KRAS Mutations in Colorectal Adenocarcinoma: Incidence and Association with Histological Features with Particular Reference to Gly12Asp in a Multicenter GIPAD Real-World Study

Introduction: Colorectal cancer (CRC) is the third most frequent malignancy and the second cause of cancer-related death worldwide. CRC is characterized by morphologic and biological heterogeneity, and molecular profiling is required to select appropriate treatment in the metastatic setting. Mutations in KRAS are detected in approximately 40% of CRCs, with prognostic and predictive value, and with the most frequent being p.G12D. Nonetheless, there are few data on the morphologic features in KRAS-mutated CRCs. Materials and Methods: We retrospectively collected clinicopathological features and molecular profiles of CRCs in a multicenter cohort. Results: A total of 2816 patients from 12 centers were included. KRAS mutation was found in 47.4% of cases; Gly12Asp was detected in 23.9%, with different mutation frequencies between centers.

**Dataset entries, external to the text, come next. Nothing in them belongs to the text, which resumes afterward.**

// src/nonce.rs

//! # Nonce Allocation
//!
//! Hands out transaction nonces per `(chain, account)` with exactly-once
//! semantics under concurrency. The full read-modify-write of an acquisition
//! (sync check, backpressure check, candidate selection, lease insertion)
//! happens while holding the account's async mutex, so two concurrent callers
//! can never observe the same counter value.
//!
//! Released nonces are re-served lowest-first before the counter advances,
//! keeping the on-chain sequence gap-free. Pending leases that outlive their
//! TTL are reclaimed into the released pool rather than leaking capacity.

use crate::config::Config;
use crate::errors::NonceError;
use crate::metrics::NONCE_EXHAUSTION;
use crate::types::{ChainId, LeaseState, NonceLease};
use async_trait::async_trait;
use dashmap::DashMap;
use ethers::types::Address;
use std::collections::{BTreeSet, HashMap};
use std::sync::Arc;
use std::time::{Duration, Instant};
use tokio::sync::Mutex;
use tracing::{debug, info, warn};

/// On-chain view of an account's next nonce, queried once per account on
/// first use and again on explicit resync.
#[async_trait]
pub trait ChainNonceSource: Send + Sync + std::fmt::Debug {
    async fn next_nonce(&self, chain: ChainId, address: Address) -> Result<u64, NonceError>;
}

/// Nonce source backed by per-chain JSON-RPC providers.
#[derive(Debug)]
pub struct RpcNonceSource {
    config: Arc<Config>,
    providers: DashMap<u64, Arc<ethers::providers::Provider<ethers::providers::Http>>>,
}

impl RpcNonceSource {
    pub fn new(config: Arc<Config>) -> Arc<Self> {
        Arc::new(Self { config, providers: DashMap::new() })
    }

    fn provider(
        &self,
        chain: ChainId,
        address: Address,
    ) -> Result<Arc<ethers::providers::Provider<ethers::providers::Http>>, NonceError> {
        if let Some(p) = self.providers.get(&chain.0) {
            return Ok(p.clone());
        }
        let url = self
            .config
            .chain(chain)
            .map_err(|e| NonceError::SyncFailed { chain, address, reason: e.to_string() })?
            .rpc_url
            .clone();
        let provider = ethers::providers::Provider::try_from(url.as_str()).map_err(|e| {
            NonceError::SyncFailed { chain, address, reason: format!("{url}: {e}") }
        })?;
        let provider = Arc::new(provider);
        self.providers.insert(chain.0, provider.clone());
        Ok(provider)
    }
}

#[async_trait]
impl ChainNonceSource for RpcNonceSource {
    async fn next_nonce(&self, chain: ChainId, address: Address) -> Result<u64, NonceError> {
        use ethers::providers::Middleware;
        let provider = self.provider(chain, address)?;
        let count = provider
            .get_transaction_count(address, None)
            .await
            .map_err(|e| NonceError::SyncFailed { chain, address, reason: e.to_string() })?;
        Ok(count.as_u64())
    }
}

/// Fixed nonce source for tests and offline runs.
#[derive(Debug, Default)]
pub struct StaticNonceSource {
    start: u64,
}

impl StaticNonceSource {
    pub fn starting_at(start: u64) -> Arc<Self> {
        Arc::new(Self { start })
    }
}

#[async_trait]
impl ChainNonceSource for StaticNonceSource {
    async fn next_nonce(&self, _chain: ChainId, _address: Address) -> Result<u64, NonceError> {
        Ok(self.start)
    }
}

#[derive(Debug)]
struct AccountNonces {
    /// Next never-issued nonce. Only valid once `synced` is set.
    next: u64,
    synced: bool,
    /// Released nonces below `next`, re-served lowest-first.
    released: BTreeSet<u64>,
    /// In-flight leases keyed by nonce.
    pending: HashMap<u64, NonceLease>,
}

impl AccountNonces {
    fn new() -> Self {
        Self { next: 0, synced: false, released: BTreeSet::new(), pending: HashMap::new() }
    }
}

/// Per-account nonce allocator shared across submitter tasks.
#[derive(Debug)]
pub struct NonceManager {
    config: Arc<Config>,
    source: Arc<dyn ChainNonceSource>,
    accounts: DashMap<(u64, Address), Arc<Mutex<AccountNonces>>>,
}

impl NonceManager {
    pub fn new(config: Arc<Config>, source: Arc<dyn ChainNonceSource>) -> Self {
        Self { config, source, accounts: DashMap::new() }
    }

    fn account(&self, chain: ChainId, address: Address) -> Arc<Mutex<AccountNonces>> {
        self.accounts
            .entry((chain.0, address))
            .or_insert_with(|| Arc::new(Mutex::new(AccountNonces::new())))
            .clone()
    }

    /// On-chain nonce query with an explicit timeout. The account mutex is
    /// held while this runs, so a hung RPC must not be allowed to wedge every
    /// acquisition for the account.
    async fn fetch_chain_nonce(
        &self,
        chain: ChainId,
        address: Address,
    ) -> Result<u64, NonceError> {
        let timeout = Duration::from_millis(self.config.resilience.nonce_sync_timeout_ms);
        match tokio::time::timeout(timeout, self.source.next_nonce(chain, address)).await {
            Ok(result) => result,
            Err(_) => Err(NonceError::SyncFailed {
                chain,
                address,
                reason: format!("chain nonce query timed out after {}ms", timeout.as_millis()),
            }),
        }
    }

    /// Acquires a nonce lease for the account. Refuses with
    /// `NonceError::Exhausted` when the per-account pending cap is reached;
    /// the caller is expected to back off, not to bypass.
    pub async fn acquire(&self, chain: ChainId, address: Address) -> Result<NonceLease, NonceError> {
        let max_pending = self
            .config
            .chain(chain)
            .map(|c| c.max_pending_nonces)
            .map_err(|e| NonceError::SyncFailed { chain, address, reason: e.to_string() })?;

        let account = self.account(chain, address);
        let mut state = account.lock().await;

        if !state.synced {
            let next = self.fetch_chain_nonce(chain, address).await?;
            state.next = next;
            state.synced = true;
            info!(%chain, %address, next, "Synced account nonce from chain");
        }

        if state.pending.len() >= max_pending {
            NONCE_EXHAUSTION.with_label_values(&[&chain.to_string()]).inc();
            warn!(
                %chain,
                %address,
                pending = state.pending.len(),
                max_pending,
                "Nonce acquisition refused; pending cap reached"
            );
            return Err(NonceError::Exhausted {
                chain,
                address,
                pending: state.pending.len(),
                max_pending,
            });
        }

        // Reuse the lowest released nonce first so the sequence stays gap-free.
        let nonce = match state.released.iter().next().copied() {
            Some(n) => {
                state.released.remove(&n);
                n
            }
            None => {
                let n = state.next;
                state.next += 1;
                n
            }
        };

        let lease = NonceLease {
            chain,
            address,
            nonce,
            state: LeaseState::Pending,
            issued_at: Instant::now(),
        };
        state.pending.insert(nonce, lease.clone());
        debug!(%chain, %address, nonce, pending = state.pending.len(), "Issued nonce lease");
        Ok(lease)
    }

    /// Marks a pending lease as consumed on chain. The nonce is never reused.
    pub async fn confirm(
        &self,
        chain: ChainId,
        address: Address,
        nonce: u64,
    ) -> Result<(), NonceError> {
        let account = self.account(chain, address);
        let mut state = account.lock().await;
        match state.pending.remove(&nonce) {
            Some(_) => {
                debug!(%chain, %address, nonce, "Nonce lease confirmed");
                Ok(())
            }
            None => Err(NonceError::LeaseStateViolation {
                chain,
                address,
                nonce,
                detail: "confirm on a lease that is not pending".to_string(),
            }),
        }
    }

    /// Returns a pending lease's nonce to the pool after a failed submission.
    pub async fn release(
        &self,
        chain: ChainId,
        address: Address,
        nonce: u64,
    ) -> Result<(), NonceError> {
        let account = self.account(chain, address);
        let mut state = account.lock().await;
        match state.pending.remove(&nonce) {
            Some(_) => {
                state.released.insert(nonce);
                debug!(%chain, %address, nonce, "Nonce lease released for reuse");
                Ok(())
            }
            None => Err(NonceError::LeaseStateViolation {
                chain,
                address,
                nonce,
                detail: "release on a lease that is not pending".to_string(),
            }),
        }
    }

    /// Sweeps pending leases older than `ttl` back into the released pool.
    /// Returns the reclaimed leases, marked `Expired`.
    pub async fn reclaim_expired(
        &self,
        chain: ChainId,
        address: Address,
        ttl: Duration,
    ) -> Vec<NonceLease> {
        let account = self.account(chain, address);
        let mut state = account.lock().await;
        let expired: Vec<u64> = state
            .pending
            .values()
            .filter(|l| l.issued_at.elapsed() >= ttl)
            .map(|l| l.nonce)
            .collect();
        let mut reclaimed = Vec::with_capacity(expired.len());
        for nonce in expired {
            if let Some(mut lease) = state.pending.remove(&nonce) {
                lease.state = LeaseState::Expired;
                state.released.insert(nonce);
                warn!(%chain, %address, nonce, "Reclaimed expired nonce lease");
                reclaimed.push(lease);
            }
        }
        reclaimed
    }

    /// Re-reads the on-chain nonce and discards local state that the chain
    /// has overtaken. Used after an out-of-band transaction is detected.
    pub async fn resync(&self, chain: ChainId, address: Address) -> Result<u64, NonceError> {
        let account = self.account(chain, address);
        let mut state = account.lock().await;
        let chain_next = self.fetch_chain_nonce(chain, address).await?;
        if chain_next > state.next {
            state.next = chain_next;
        }
        state.released.retain(|n| *n >= chain_next);
        state.pending.retain(|n, _| *n >= chain_next);
        state.synced = true;
        info!(%chain, %address, chain_next, local_next = state.next, "Resynced account nonce");
        Ok(state.next)
    }

    /// Pending lease count, for backpressure-aware callers.
    pub async fn pending_count(&self, chain: ChainId, address: Address) -> usize {
        let account = self.account(chain, address);
        let state = account.lock().await;
        state.pending.len()
    }
}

Clinicohistological features associated with Gly12Asp mutation included younger patient age (≤70 years of age), higher prevalence in males (58.6%), NOS histotype (87.1%), low pathologic grade (73.9%), high grade budding—Bd3 (43.8%), and tumoral lympho-vascular invasion (68.9%). Conclusions: Recent data have pinpointed the prognostic and predictive value of Gly12Asp mutation, and our results contribute to understanding its biology, with particular focus on peculiar clinicopathological features. Moreover, we found significant differences in pathology reports and assays for molecular profiling in different centers, which can affect a standardized therapeutic approach in CRC.